Florida Estate Liable for $133,000 Debt Arising from Bad Loan, Debtor’s Misconduct
It should also be noted that if a person files for bankruptcy and dies before their case is completed, the bankruptcy does not simply disappear. In a Chapter 7 bankruptcy, for example, a court-appointed trustee is charged with liquidating a deceased debtor’s assets and paying off any creditors to the extent possible. This liquidation process does not require the debtor to be alive. And once liquidation is complete, the bankruptcy court will usually discharge any remaining unsecured debts, meaning the creditors cannot enforce any further claims against the deceased debtor’s estate.
Of course, not all bankruptcies are so simple. In some cases a creditor may file a lawsuit in bankruptcy court to prevent the discharge of their specific debt, typically due to some fraud or misconduct on the part of the debtor. And if the court sides with the creditor, this in turn can affect the estate of the deceased debtor.
A recent decision from a federal bankruptcy judge in Orlando, Kolb v. Bentley, offers a case in point. The judge explained that a debtor in a Chapter 7 bankruptcy case “went to extraordinary lengths” to hide a vintage automobile from one of her creditors. More precisely, the car was offered as security on a private loan of $50,000 made by the creditor to the debtor’s son.
After the son stopped making payments on the loan, the creditor demanded the debtor turn over the car. Extensive litigation followed in the Georgia courts. Eventually, a Georgia judge ruled the car belonged to the creditor. But after learning of the judge’s order, the debtor arranged to have the car auctioned off in Florida. She then deposited the proceeds of the sale into her bank account, and later used the money to pay off her mortgage and personal expenses.
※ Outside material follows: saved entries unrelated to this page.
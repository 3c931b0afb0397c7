// Copyright 2023-Present Datadog, Inc. https://www.datadoghq.com/
// SPDX-License-Identifier: Apache-2.0

mod common;

use common::mocks::RecordingSink;
use cwlogs_forwarder::{
    Batcher, DrainPolicy, Forwarder, ForwarderConfig, Ingestor, ShutdownTrigger, Sink,
};
use std::collections::HashSet;
use std::sync::Arc;
use std::time::Duration;
use tokio::io::{AsyncWriteExt, BufReader};
use tokio::sync::oneshot;
use tokio::time::sleep;

fn input_of(n: usize) -> Vec<u8> {
    (0..n).map(|i| format!("log line {i}\n")).collect::<String>().into_bytes()
}

#[tokio::test]
async fn threshold_flushes_full_batches_and_keeps_remainder() {
    let sink = Arc::new(RecordingSink::default());
    let batcher = Batcher::new(Arc::clone(&sink) as Arc<dyn Sink>, 100);

    for i in 0..250 {
        batcher.append(format!("line {i}"));
    }
    batcher.in_flight().wait().await;

    assert_eq!(sink.batch_sizes(), vec![100, 100]);
    assert_eq!(batcher.buffered(), 50);
}

#[tokio::test(start_paused = true)]
async fn periodic_flush_then_drain_on_end_of_input() {
    let sink = Arc::new(RecordingSink::default());
    let forwarder = Forwarder::new(
        Arc::clone(&sink) as Arc<dyn Sink>,
        ForwarderConfig {
            batch_size: 100,
            flush_interval: Duration::from_secs(5),
            drain_policy: DrainPolicy::Detach,
        },
    );
    let (mut writer, reader) = tokio::io::duplex(1_024);
    let run = tokio::spawn(forwarder.run_until(
        Ingestor::new(BufReader::new(reader)),
        std::future::pending(),
    ));

    writer.write_all(b"one\ntwo\nthree\n").await.unwrap();
    sleep(Duration::from_secs(6)).await;
    writer.write_all(b"four\nfive\n").await.unwrap();
    drop(writer);

    let report = run.await.unwrap();
    assert_eq!(report.trigger, ShutdownTrigger::EndOfInput);
    assert_eq!(report.drained, Ok(2));

    let batches = sink.batches();
    assert_eq!(batches.len(), 2);
    assert_eq!(batches[0].lines, vec!["one", "two", "three"]);
    assert_eq!(batches[1].lines, vec!["four", "five"]);
}

#[tokio::test]
async fn termination_request_drains_buffer() {
    let sink = Arc::new(RecordingSink::default());
    let forwarder = Forwarder::new(Arc::clone(&sink) as Arc<dyn Sink>, ForwarderConfig::default());
    let batcher = Arc::clone(forwarder.batcher());
    let (mut writer, reader) = tokio::io::duplex(1_024);
    let (signal_tx, signal_rx) = oneshot::channel::<()>();

    let run = tokio::spawn(forwarder.run_until(Ingestor::new(BufReader::new(reader)), async {
        let _ = signal_rx.await;
    }));

    writer.write_all(&input_of(7)).await.unwrap();
    while batcher.buffered() < 7 {
        tokio::task::yield_now().await;
    }
    signal_tx.send(()).unwrap();

    let report = run.await.unwrap();
    assert_eq!(report.trigger, ShutdownTrigger::Signal);
    assert_eq!(report.drained, Ok(7));
    assert_eq!(sink.batch_sizes(), vec![7]);

    // input arriving after the termination request is not forwarded
    let _ = writer.write_all(b"late\n").await;
    tokio::task::yield_now().await;
    assert_eq!(batcher.buffered(), 0);
    assert_eq!(sink.calls(), 1);
}

#[tokio::test]
async fn failed_batch_does_not_affect_the_next_one() {
    let sink = Arc::new(RecordingSink::default());
    let batcher = Batcher::new(Arc::clone(&sink) as Arc<dyn Sink>, 10);

    sink.set_failing(true);
    for i in 0..10 {
        batcher.append(format!("doomed {i}"));
    }
    batcher.in_flight().wait().await;
    assert_eq!(batcher.stats().failed_batches, 1);
    assert_eq!(batcher.buffered(), 0);

    sink.set_failing(false);
    for i in 0..10 {
        batcher.append(format!("ok {i}"));
    }
    batcher.in_flight().wait().await;

    assert_eq!(sink.calls(), 2);
    assert_eq!(sink.batch_sizes(), vec![10]);
    assert!(sink.all_lines().iter().all(|l| l.starts_with("ok ")));
}

#[tokio::test]
async fn drain_is_complete_for_any_input_size() {
    for (n, batch_size) in [(0, 100), (1, 100), (99, 100), (100, 100), (101, 100), (250, 100), (1_000, 7), (64, 1)] {
        let sink = Arc::new(RecordingSink::default());
        let forwarder = Forwarder::new(
            Arc::clone(&sink) as Arc<dyn Sink>,
            ForwarderConfig {
                batch_size,
                flush_interval: Duration::from_millis(1),
                drain_policy: DrainPolicy::AwaitInFlight(Duration::from_secs(5)),
            },
        );
        let batcher = Arc::clone(forwarder.batcher());
        let input = input_of(n);

        let report = forwarder
            .run_until(Ingestor::new(input.as_slice()), std::future::pending())
            .await;
        batcher.in_flight().wait().await;

        assert_eq!(report.trigger, ShutdownTrigger::EndOfInput);
        let lines = sink.all_lines();
        assert_eq!(lines.len(), n, "n={n} batch_size={batch_size}");
        let unique: HashSet<&String> = lines.iter().collect();
        assert_eq!(unique.len(), n, "duplicate lines for n={n}");
        assert!(sink.batch_sizes().iter().all(|&s| s > 0 && s <= batch_size));
        assert_eq!(batcher.buffered(), 0);
    }
}

#[tokio::test]
async fn empty_lines_are_never_sent() {
    let sink = Arc::new(RecordingSink::default());
    let forwarder = Forwarder::new(
        Arc::clone(&sink) as Arc<dyn Sink>,
        ForwarderConfig {
            batch_size: 2,
            ..Default::default()
        },
    );
    let batcher = Arc::clone(forwarder.batcher());
    let input: &[u8] = b"\n\n\r\n\n";

    let report = forwarder
        .run_until(Ingestor::new(input), std::future::pending())
        .await;
    batcher.in_flight().wait().await;

    assert_eq!(report.drained, Ok(0));
    assert_eq!(sink.calls(), 0);
}
// Copyright 2023-Present Datadog, Inc. https://www.datadoghq.com/
// SPDX-License-Identifier: Apache-2.0

//! Line-oriented reader feeding the batcher.
//!
//! Records are split on `\n`; a `\r` right before the terminator is dropped as
//! well. Bytes that are not valid UTF-8 are replaced rather than ending the
//! stream. Empty records never reach the batcher.

use tokio::io::{AsyncBufRead, AsyncBufReadExt, AsyncWrite, AsyncWriteExt};
use tokio_util::sync::CancellationToken;
use tracing::{debug, error, warn};

use crate::batcher::Batcher;
use crate::shutdown::ShutdownTrigger;

type EchoWriter = Box<dyn AsyncWrite + Send + Unpin>;

#[derive(Debug)]
pub enum IngestOutcome {
    EndOfInput { lines: u64 },
    ReadError { lines: u64, error: std::io::Error },
    Cancelled { lines: u64 },
}

impl IngestOutcome {
    /// Number of lines handed to the batcher.
    #[must_use]
    pub fn lines(&self) -> u64 {
        match self {
            Self::EndOfInput { lines }
            | Self::ReadError { lines, .. }
            | Self::Cancelled { lines } => *lines,
        }
    }

    #[must_use]
    pub fn into_trigger(self) -> ShutdownTrigger {
        match self {
            Self::EndOfInput { .. } => ShutdownTrigger::EndOfInput,
            Self::ReadError { error, .. } => ShutdownTrigger::ReadError(error.to_string()),
            Self::Cancelled { .. } => ShutdownTrigger::Cancelled,
        }
    }
}

pub struct Ingestor<R> {
    reader: R,
    echo: Option<EchoWriter>,
}

impl<R> Ingestor<R>
where
    R: AsyncBufRead + Unpin,
{
    pub fn new(reader: R) -> Self {
        Self { reader, echo: None }
    }

    /// Copies every accepted line to `writer` before it is buffered.
    #[must_use]
    pub fn with_echo<W>(mut self, writer: W) -> Self
    where
        W: AsyncWrite + Send + Unpin + 'static,
    {
        self.echo = Some(Box::new(writer));
        self
    }

    /// Reads until end of input, a read error, or `stop` is cancelled.
    pub async fn run(mut self, batcher: &Batcher, stop: &CancellationToken) -> IngestOutcome {
        let mut accepted: u64 = 0;
        let mut record = Vec::new();

        loop {
            record.clear();
            let read = tokio::select! {
                biased;
                () = stop.cancelled() => {
                    debug!("INGEST | Stopped after {accepted} lines");
                    return IngestOutcome::Cancelled { lines: accepted };
                }
                read = self.reader.read_until(b'\n', &mut record) => read,
            };

            match read {
                Ok(0) => {
                    debug!("INGEST | End of input after {accepted} lines");
                    return IngestOutcome::EndOfInput { lines: accepted };
                }
                Ok(_) => {
                    let Some(line) = decode_line(&record) else {
                        continue;
                    };
                    self.echo(&line, stop).await;
                    if batcher.append(line) {
                        accepted += 1;
                    }
                }
                Err(error) => {
                    error!("INGEST | Error reading input: {error}");
                    return IngestOutcome::ReadError {
                        lines: accepted,
                        error,
                    };
                }
            }
        }
    }

    // A blocked echo writer must not hold up shutdown.
    async fn echo(&mut self, line: &str, stop: &CancellationToken) {
        let Some(writer) = self.echo.as_mut() else {
            return;
        };
        let written = tokio::select! {
            biased;
            () = stop.cancelled() => None,
            written = write_line(writer, line) => Some(written),
        };
        match written {
            Some(Ok(())) => {}
            Some(Err(e)) => {
                warn!("INGEST | Disabling echo, write failed: {e}");
                self.echo = None;
            }
            None => {
                debug!("INGEST | Disabling echo, shutdown requested");
                self.echo = None;
            }
        }
    }
}

async fn write_line(writer: &mut EchoWriter, line: &str) -> std::io::Result<()> {
    writer.write_all(line.as_bytes()).await?;
    writer.write_all(b"\n").await?;
    writer.flush().await
}

/// Strips the record terminator. Returns `None` for an empty line.
#[must_use]
pub fn decode_line(record: &[u8]) -> Option<String> {
    let record = record.strip_suffix(b"\n").unwrap_or(record);
    let record = record.strip_suffix(b"\r").unwrap_or(record);
    if record.is_empty() {
        return None;
    }
    Some(String::from_utf8_lossy(record).into_owned())
}
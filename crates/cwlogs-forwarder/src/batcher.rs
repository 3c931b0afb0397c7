// Copyright 2023-Present Datadog, Inc. https://www.datadoghq.com/
// SPDX-License-Identifier: Apache-2.0

//! In-memory line buffer and the three ways of flushing it.
//!
//! ```text
//!   append ──┐                      ┌──> spawn transmit (threshold)
//!            v                      │
//!      ┌───────────┐  take + clear  │
//!      │  Buffer   │ ───────────────┼──> spawn transmit (periodic)
//!      │ (Mutex)   │                │
//!      └───────────┘                └──> await transmit  (drain)
//! ```
//!
//! The mutex is held only to push a line or to swap the buffer out. Sink calls
//! always run outside of it, so a slow destination never stalls ingestion.
//! Every flush drains the buffer completely, and the swap happens under the
//! same lock acquisition as the final push, so a line is either in exactly one
//! batch or still buffered.

use std::fmt;
use std::sync::atomic::{AtomicU64, Ordering};
use std::sync::{Arc, Mutex, MutexGuard, PoisonError};
use thiserror::Error;
use tracing::{debug, error, Instrument};

use crate::in_flight::InFlight;
use crate::sink::{Batch, Sink, SinkError};

/// What caused a flush. Only used for reporting.
#[derive(Debug, Clone, Copy, PartialEq, Eq)]
pub enum FlushTrigger {
    Threshold,
    Periodic,
    Drain,
}

impl fmt::Display for FlushTrigger {
    fn fmt(&self, f: &mut fmt::Formatter<'_>) -> fmt::Result {
        match self {
            Self::Threshold => write!(f, "threshold"),
            Self::Periodic => write!(f, "periodic"),
            Self::Drain => write!(f, "drain"),
        }
    }
}

#[derive(Debug, Clone, Error, PartialEq, Eq)]
pub enum FlushError {
    #[error("failed to transmit {lines} lines: {source}")]
    Transmit {
        lines: usize,
        #[source]
        source: SinkError,
    },
}

/// Point-in-time copy of the batcher counters.
#[derive(Debug, Clone, Copy, Default, PartialEq, Eq)]
pub struct BatcherStats {
    pub dispatched_batches: u64,
    pub sent_lines: u64,
    pub failed_batches: u64,
    pub dropped_lines: u64,
}

#[derive(Debug, Default)]
struct Counters {
    dispatched_batches: AtomicU64,
    sent_lines: AtomicU64,
    failed_batches: AtomicU64,
    dropped_lines: AtomicU64,
}

impl Counters {
    fn record(&self, lines: usize, result: &Result<(), SinkError>) {
        let lines = lines as u64;
        match result {
            Ok(()) => {
                self.sent_lines.fetch_add(lines, Ordering::Relaxed);
            }
            Err(e) => {
                let delivered = (e.delivered() as u64).min(lines);
                self.failed_batches.fetch_add(1, Ordering::Relaxed);
                self.sent_lines.fetch_add(delivered, Ordering::Relaxed);
                self.dropped_lines
                    .fetch_add(lines - delivered, Ordering::Relaxed);
            }
        }
    }
}

pub struct Batcher {
    buffer: Mutex<Vec<String>>,
    batch_size: usize,
    sink: Arc<dyn Sink>,
    in_flight: InFlight,
    counters: Arc<Counters>,
}

impl Batcher {
    /// Creates a batcher that flushes once `batch_size` lines are buffered.
    /// A `batch_size` of zero is treated as one.
    #[must_use]
    pub fn new(sink: Arc<dyn Sink>, batch_size: usize) -> Self {
        let batch_size = batch_size.max(1);
        Self {
            buffer: Mutex::new(Vec::with_capacity(batch_size)),
            batch_size,
            sink,
            in_flight: InFlight::new(),
            counters: Arc::new(Counters::default()),
        }
    }

    /// Buffers `line`, dispatching a transmission in the background if the
    /// buffer reached the threshold. Empty lines are dropped and `false` is
    /// returned.
    ///
    /// Must be called from within a tokio runtime.
    pub fn append(&self, line: String) -> bool {
        if line.is_empty() {
            return false;
        }

        let full = {
            let mut buffer = self.lock();
            buffer.push(line);
            if buffer.len() >= self.batch_size {
                Some(self.take(&mut buffer))
            } else {
                None
            }
        };

        if let Some(lines) = full {
            self.dispatch(Batch::stamp(lines), FlushTrigger::Threshold);
        }
        true
    }

    /// Dispatches whatever is buffered in the background. Returns the number
    /// of lines handed off, zero when the buffer was empty.
    pub fn flush_async(&self) -> usize {
        let Some(batch) = self.take_batch() else {
            return 0;
        };
        let lines = batch.len();
        self.dispatch(batch, FlushTrigger::Periodic);
        lines
    }

    /// Transmits whatever is buffered and waits for the sink to answer.
    /// Failures are returned, not logged, and never retried.
    pub async fn flush_sync(&self) -> Result<usize, FlushError> {
        let Some(batch) = self.take_batch() else {
            return Ok(0);
        };
        let lines = batch.len();
        self.counters
            .dispatched_batches
            .fetch_add(1, Ordering::Relaxed);

        let result = batch.send_to(self.sink.as_ref()).await;
        self.counters.record(lines, &result);
        match result {
            Ok(()) => {
                debug!("BATCHER | Sent {lines} lines ({})", FlushTrigger::Drain);
                Ok(lines)
            }
            Err(source) => Err(FlushError::Transmit { lines, source }),
        }
    }

    #[must_use]
    pub fn buffered(&self) -> usize {
        self.lock().len()
    }

    #[must_use]
    pub fn batch_size(&self) -> usize {
        self.batch_size
    }

    #[must_use]
    pub fn in_flight(&self) -> &InFlight {
        &self.in_flight
    }

    #[must_use]
    pub fn stats(&self) -> BatcherStats {
        BatcherStats {
            dispatched_batches: self.counters.dispatched_batches.load(Ordering::Relaxed),
            sent_lines: self.counters.sent_lines.load(Ordering::Relaxed),
            failed_batches: self.counters.failed_batches.load(Ordering::Relaxed),
            dropped_lines: self.counters.dropped_lines.load(Ordering::Relaxed),
        }
    }

    #[must_use]
    pub fn sink(&self) -> &Arc<dyn Sink> {
        &self.sink
    }

    // Both critical sections are a single push or swap, so a panic elsewhere
    // cannot leave the buffer half updated.
    fn lock(&self) -> MutexGuard<'_, Vec<String>> {
        self.buffer.lock().unwrap_or_else(PoisonError::into_inner)
    }

    fn take(&self, buffer: &mut Vec<String>) -> Vec<String> {
        std::mem::replace(buffer, Vec::with_capacity(self.batch_size))
    }

    fn take_batch(&self) -> Option<Batch> {
        let lines = {
            let mut buffer = self.lock();
            if buffer.is_empty() {
                return None;
            }
            self.take(&mut buffer)
        };
        Some(Batch::stamp(lines))
    }

    fn dispatch(&self, batch: Batch, trigger: FlushTrigger) {
        self.counters
            .dispatched_batches
            .fetch_add(1, Ordering::Relaxed);
        let sink = Arc::clone(&self.sink);
        let counters = Arc::clone(&self.counters);

        let transmit = async move {
            let lines = batch.len();
            let result = batch.send_to(sink.as_ref()).await;
            counters.record(lines, &result);
            match result {
                Ok(()) => debug!("BATCHER | Sent {lines} lines ({trigger})"),
                Err(e) => {
                    error!("BATCHER | Failed to send {lines} lines ({trigger}), batch dropped: {e}");
                }
            }
        };
        self.in_flight.spawn(transmit.in_current_span());
    }
}

impl fmt::Debug for Batcher {
    fn fmt(&self, f: &mut fmt::Formatter<'_>) -> fmt::Result {
        f.debug_struct("Batcher")
            .field("batch_size", &self.batch_size)
            .field("buffered", &self.buffered())
            .field("in_flight", &self.in_flight.count())
            .finish_non_exhaustive()
    }
}
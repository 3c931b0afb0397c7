// Copyright 2023-Present Datadog, Inc. https://www.datadoghq.com/
// SPDX-License-Identifier: Apache-2.0

use std::time::Duration;

/// Buffered line count at which a background flush is triggered.
pub const DEFAULT_BATCH_SIZE: usize = 100;

/// Period of the timer-driven flush. Upper bound on how long a line can stay
/// buffered while the forwarder is running.
pub const DEFAULT_FLUSH_INTERVAL: Duration = Duration::from_secs(5);

/// Shortest accepted flush period. A zero period is raised to this.
pub const MIN_FLUSH_INTERVAL: Duration = Duration::from_millis(1);
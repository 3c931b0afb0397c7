// Copyright 2023-Present Datadog, Inc. https://www.datadoghq.com/
// SPDX-License-Identifier: Apache-2.0

//! Generic HTTP intake destination.
//!
//! Each batch is POSTed as `{"timestamp": <ms>, "lines": [...]}`, optionally
//! zstd compressed. Any 2xx answer counts as delivered.

use async_trait::async_trait;
use reqwest::header::{HeaderMap, HeaderValue, AUTHORIZATION, CONTENT_ENCODING, CONTENT_TYPE};
use serde::Serialize;
use std::io::Write;
use std::time::Duration;
use tracing::debug;
use zstd::stream::write::Encoder;

use cwlogs_forwarder::{Sink, SinkError};

#[derive(Debug, Clone, PartialEq, Eq)]
pub struct HttpSinkConfig {
    pub endpoint: String,
    /// Sent as `Authorization: Bearer <token>`.
    pub token: Option<String>,
    pub timeout: Duration,
    /// zstd level; `None` sends the JSON body uncompressed.
    pub compression_level: Option<i32>,
    pub https_proxy: Option<String>,
}

impl HttpSinkConfig {
    #[must_use]
    pub fn new(endpoint: impl Into<String>) -> Self {
        Self {
            endpoint: endpoint.into(),
            token: None,
            timeout: Duration::from_secs(5),
            compression_level: None,
            https_proxy: None,
        }
    }
}

#[derive(Serialize)]
struct Payload<'a> {
    timestamp: i64,
    lines: &'a [String],
}

#[derive(Debug, Clone)]
pub struct HttpSink {
    client: reqwest::Client,
    config: HttpSinkConfig,
    headers: HeaderMap,
}

impl HttpSink {
    pub fn new(config: HttpSinkConfig) -> Result<Self, SinkError> {
        if config.endpoint.is_empty() {
            return Err(SinkError::Setup("HTTP endpoint cannot be empty".to_string()));
        }

        let mut builder = reqwest::Client::builder().timeout(config.timeout);
        if let Some(proxy) = &config.https_proxy {
            let proxy = reqwest::Proxy::https(proxy)
                .map_err(|e| SinkError::Setup(format!("invalid proxy {proxy}: {e}")))?;
            builder = builder.proxy(proxy);
        }
        let client = builder
            .build()
            .map_err(|e| SinkError::Setup(format!("failed to build HTTP client: {e}")))?;

        let mut headers = HeaderMap::new();
        headers.insert(CONTENT_TYPE, HeaderValue::from_static("application/json"));
        if config.compression_level.is_some() {
            headers.insert(CONTENT_ENCODING, HeaderValue::from_static("zstd"));
        }
        if let Some(token) = &config.token {
            let value = HeaderValue::from_str(&format!("Bearer {token}"))
                .map_err(|e| SinkError::Setup(format!("invalid token: {e}")))?;
            headers.insert(AUTHORIZATION, value);
        }

        Ok(Self {
            client,
            config,
            headers,
        })
    }

    fn encode(&self, lines: &[String], timestamp_millis: i64) -> Result<Vec<u8>, SinkError> {
        let body = serde_json::to_vec(&Payload {
            timestamp: timestamp_millis,
            lines,
        })
        .map_err(|e| SinkError::Payload(e.to_string()))?;

        let Some(level) = self.config.compression_level else {
            return Ok(body);
        };
        let compress = || -> std::io::Result<Vec<u8>> {
            let mut encoder = Encoder::new(Vec::new(), level)?;
            encoder.write_all(&body)?;
            encoder.finish()
        };
        compress().map_err(|e| SinkError::Payload(format!("zstd: {e}")))
    }
}

#[async_trait]
impl Sink for HttpSink {
    async fn transmit(&self, lines: &[String], timestamp_millis: i64) -> Result<(), SinkError> {
        if lines.is_empty() {
            return Ok(());
        }
        let body = self.encode(lines, timestamp_millis)?;

        let resp = self
            .client
            .post(&self.config.endpoint)
            .headers(self.headers.clone())
            .body(body)
            .send()
            .await
            .map_err(|e| SinkError::Unreachable(e.to_string()))?;

        let status = resp.status();
        if status.is_success() {
            debug!("HTTP_SINK | {} accepted {} lines", self.config.endpoint, lines.len());
            return Ok(());
        }
        Err(SinkError::Rejected {
            status: status.as_u16().to_string(),
            message: resp.text().await.unwrap_or_default(),
        })
    }

    fn describe(&self) -> String {
        format!("HTTP endpoint {}", self.config.endpoint)
    }
}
In early 2017, the debtor filed for Chapter 7 bankruptcy. She did not inform the bankruptcy court about the money she obtained from the sale of the car, nor did she disclose the creditor’s secured interest in the car. While the bankruptcy was pending, the debtor was declared incompetent and a Florida court appointed her nephew to serve as her legal guardian.
The debtor later passed away. The nephew then opened a probate estate in Florida. In April 2019, the bankruptcy judge issued a decision denying a discharge of the now-deceased debtor’s debt to the creditor. This included the amount of the original $50,000 loan to the debtor’s son, which with accumulated interest was now more than $133,000. The judge further reduced the debtor’s homestead exemption–the amount of home equity not subject to creditor claims–to reflect the improper use of proceeds from the sale of the car to pay off her mortgage.
The upshot of all this is that the creditor can still pursue her claim against the debtor’s probate estate–and creditor claims take priority over any distribution to the beneficiaries of the will or trust.
Speak with a Lee County, Florida, Estate Planning Lawyer Today
As you can see, probate is not a “get out of debt free” card. Your trust or future estate may need to deal with creditors and outstanding debts. If you would like to learn more about this subject from an experienced Fort Myers estate planning attorney, contact the Kuhn Law Firm, P.A., at 239-333-4529 to schedule a free consultation today.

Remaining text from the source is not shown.